Nessa perspectiva espiritual, Nejar traz o amado para perto de si. Em versos curtos, rimados e feitos de aliterada musicalidade para serem lidos, recitados, cantados como há muito não vemos na literatura brasileira! Versos que encontram o Sagrado na natureza? Seria mais uma experiência opaca de busca humana, que se enleva pelo inefável, e que também não consegue discernir a Pessoalidade do encontro com o Êxtase? Nada disso! Por isso mesmo, quero dar ao leitor a minha porta de entrada a este poema de Carlos Nejar. Abrirei a porta pela qual passei, mas cabe a você concordar ou não e seguir por esta via que sugiro.

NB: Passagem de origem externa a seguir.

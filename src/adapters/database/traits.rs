//! Store abstraction traits
//!
//! This module defines the traits that storage backends must implement to
//! be seeded: the entity store itself and the side-channel checkpoint store.

use crate::core::state::checkpoint::Checkpoint;
use crate::domain::{
    ClassificationCode, EconomicRegion, EntityKind, HealthStatus, Outlook, Program, ProgramArea,
    ProgramLink, Result, StoreResult, UnitGroup, UnitGroupSection,
};
use async_trait::async_trait;

/// Persistence contract for seeded entities
///
/// Every write is an idempotent upsert keyed on the entity's natural or
/// composite key: repeated calls with the same key and payload converge to
/// the same stored state. Failures are reported as [`StoreError`] variants
/// so callers can classify them without knowing the driver.
///
/// [`StoreError`]: crate::domain::StoreError
#[async_trait]
pub trait SeedStore: Send + Sync {
    /// Short backend name for logs and status output
    fn backend_name(&self) -> &str;

    /// Creates tables and indexes if they do not exist
    async fn ensure_schema(&self) -> StoreResult<()>;

    /// Probes the store and reports round-trip latency
    async fn health_check(&self) -> StoreResult<HealthStatus>;

    /// Number of persisted rows for an entity family
    async fn count(&self, kind: EntityKind) -> StoreResult<u64>;

    async fn find_program_area(&self, external_id: &str) -> StoreResult<Option<ProgramArea>>;

    async fn find_program(&self, external_id: &str) -> StoreResult<Option<Program>>;

    async fn find_unit_group(&self, code: &ClassificationCode) -> StoreResult<Option<UnitGroup>>;

    /// All sections stored under one unit group
    async fn find_sections(&self, parent: &ClassificationCode)
        -> StoreResult<Vec<UnitGroupSection>>;

    async fn upsert_program_area(&self, area: &ProgramArea) -> StoreResult<()>;

    /// Requires the referenced program area to exist
    async fn upsert_program(&self, program: &Program) -> StoreResult<()>;

    async fn upsert_unit_group(&self, unit_group: &UnitGroup) -> StoreResult<()>;

    /// Requires the parent unit group to exist
    async fn upsert_section(&self, section: &UnitGroupSection) -> StoreResult<()>;

    async fn upsert_region(&self, region: &EconomicRegion) -> StoreResult<()>;

    async fn upsert_outlook(&self, outlook: &Outlook) -> StoreResult<()>;

    /// Requires both the program and the unit group to exist
    async fn upsert_program_link(&self, link: &ProgramLink) -> StoreResult<()>;
}

/// Side-channel store for resumability checkpoints
///
/// Holds the latest checkpoint per operation name. Writers treat it as
/// best-effort; see [`CheckpointManager`].
///
/// [`CheckpointManager`]: crate::core::state::CheckpointManager
#[async_trait]
pub trait CheckpointStore: Send + Sync {
    /// Replaces the stored checkpoint for `checkpoint.operation`
    ///
    /// # Errors
    ///
    /// Returns an error if the checkpoint cannot be persisted.
    async fn write_checkpoint(&self, checkpoint: &Checkpoint) -> Result<()>;

    /// Loads the latest checkpoint for one operation
    async fn load_checkpoint(&self, operation: &str) -> Result<Option<Checkpoint>>;

    /// Loads every stored checkpoint, ordered by operation name
    async fn load_all(&self) -> Result<Vec<Checkpoint>>;
}
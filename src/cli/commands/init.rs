//! Init command implementation
//!
//! This module implements the `init` command for generating a sample
//! configuration file.

use super::{EXIT_CONFIG, EXIT_FATAL};
use clap::Args;
use std::fs;
use std::path::Path;

/// Arguments for the init command
#[derive(Args, Debug)]
pub struct InitArgs {
    /// Path where to create the configuration file
    #[arg(short, long, default_value = "seed.toml")]
    pub output: String,

    /// Overwrite existing file
    #[arg(long)]
    pub force: bool,
}

impl InitArgs {
    /// Execute the init command
    pub async fn execute(&self) -> anyhow::Result<i32> {
        tracing::info!(output = %self.output, "Initializing configuration file");

        println!("📝 Initializing seeder configuration");
        println!();

        if Path::new(&self.output).exists() && !self.force {
            println!("❌ Configuration file already exists: {}", self.output);
            println!("   Use --force to overwrite");
            return Ok(EXIT_CONFIG);
        }

        match fs::write(&self.output, Self::generate_config()) {
            Ok(_) => {
                println!("✅ Configuration file created: {}", self.output);
                println!();
                println!("Next steps:");
                println!("  1. Edit {} with your source file paths", self.output);
                println!("  2. Set SEED_DATABASE_URL in your environment or a .env file");
                println!("  3. Validate configuration: noc-seeder validate-config --check-sources");
                println!("  4. Check the store: noc-seeder health --ensure-schema");
                println!("  5. Run the seeder: noc-seeder seed");
                println!();
                Ok(0)
            }
            Err(e) => {
                println!("❌ Failed to write configuration file");
                println!("   Error: {e}");
                Ok(EXIT_FATAL)
            }
        }
    }

    fn generate_config() -> &'static str {
        r#"# NOC Seeder Configuration File

# Store backend (postgresql or memory)
database_target = "postgresql"

[application]
log_level = "info"
dry_run = false

[postgresql]
connection_string = "${SEED_DATABASE_URL}"
max_connections = 10
connection_timeout_seconds = 30
statement_timeout_seconds = 60
ssl_mode = "prefer"

[sources]
programs_path = "data/programs.json"
unit_groups_path = "data/unit_groups.json"
outlooks_path = "data/outlooks.csv"
outlook_delimiter = ","

[seed]
batch_size = 50
parallel_groups = 4
inter_batch_delay_ms = 100
fanout_concurrency = 8

[seed.entities]
program_areas = true
programs = true
unit_groups = true
outlooks = true
program_links = true

[retry]
max_retries = 3
base_delay_ms = 500

[state]
enable_checkpointing = true
checkpoint_path = ".noc-seeder/checkpoints.json"

[logging]
local_enabled = true
local_path = "./logs"
local_rotation = "daily"
error_log_enabled = true
"#
    }
}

“Todas as fontes estão em Ti” se abre na ânsia de quem sabe muito bem pelo que espera, que é o seu amado. E tudo na natureza serve para anunciar a vinda desse amado: o canto, o tempo, o abraço, o consolo, o lume da própria natureza. Tudo anuncia a vinda do aguardado que nos revela a única chave hermenêutica possível à experiência do Sagrado: Cristo, Senhor! É com Ele que o poeta afina “as esperas, os trincos/ da alma. Vão-se abrindo”. Mas na experiência poética do amor, na pressa, no desejo da paixão, a entrega questiona os ritos, pois a busca realizada não é religiosa, sistemática, racional ou mesmo repetida e distante. Aqui não há fórmulas, escadas ou salas infindáveis. Não há castelos, mas a natureza é a casa aberta em que o Criador se apresenta. Há a criação! O poeta quer se lançar no céu rio derramado, chama essa que nos chama ao amor de nossa vida.

Após clarear ao leitor, a chave necessária para seus versos — o Cristo, Senhor! — , Nejar nos lembra da condição de cada um de nós, perdidos, doídos nesta noite escura. Mas a Graça se anuncia, pois é nesta noite e dor escura, que o aflito vê a chegada do Amado. A vinda do Amado é, antes de tudo, uma experiência sinérgica nos versos do poeta gaúcho. Ele vê, ouve, escuta a velha eternidade, que agora se apresenta ao aflito. Tudo na criação anuncia ao Criador, ao Amado, a face amorosa do Criador revelada em Cristo, autor desta mesma Criação que, agora, é colocada à disposição da Divindade para se apesentar a nós. Na natureza, sem que nos chegue o Amado, tudo ainda é confuso, mesmo o paraíso e o amor ainda são ruídos. Neste momento, celebra-se a chegada do vento, que banha o rosto e tomba a morte e tudo, enfim, recebe nome, pois o Amado é Senhor de todas as coisas. O moinho mói nossa alma e nos convida ao amor e a ele nos prepara. A uva precisa ser prensada para vir a ser puro vinho!

E o Amado voa! Cavaleiro alado! Agora, o vento nos banha, o coração é novo. O poeta recorda que a busca sempre houve no coração humano, mas só se encontra o que se busca, quando nosso coração é buscado. A natureza celebra a Aliança, o nome do Amado é gorjeado. É nessa morte que, verdadeiramente, somos alegres. Espírito que se derrama e os versos de Nejar testemunham!

Em meu Amado, quero crescer e ser um eterno menino, pois é das crianças o Reino dos céus. E o vento vem, o crescimento é fruto de um tempo com o Amado, tempo em que Ele lança suas sementes e elas, em nós, germinam. No Amado, há sossego. Nesta maravilhosa experiência bucólica, que segue adiante, poema à poema, verso a verso, vamos sendo alfabetizados, para, enfim, constatarmos o revelado: todas as fontes estão em Ti — Jesus é suficiente!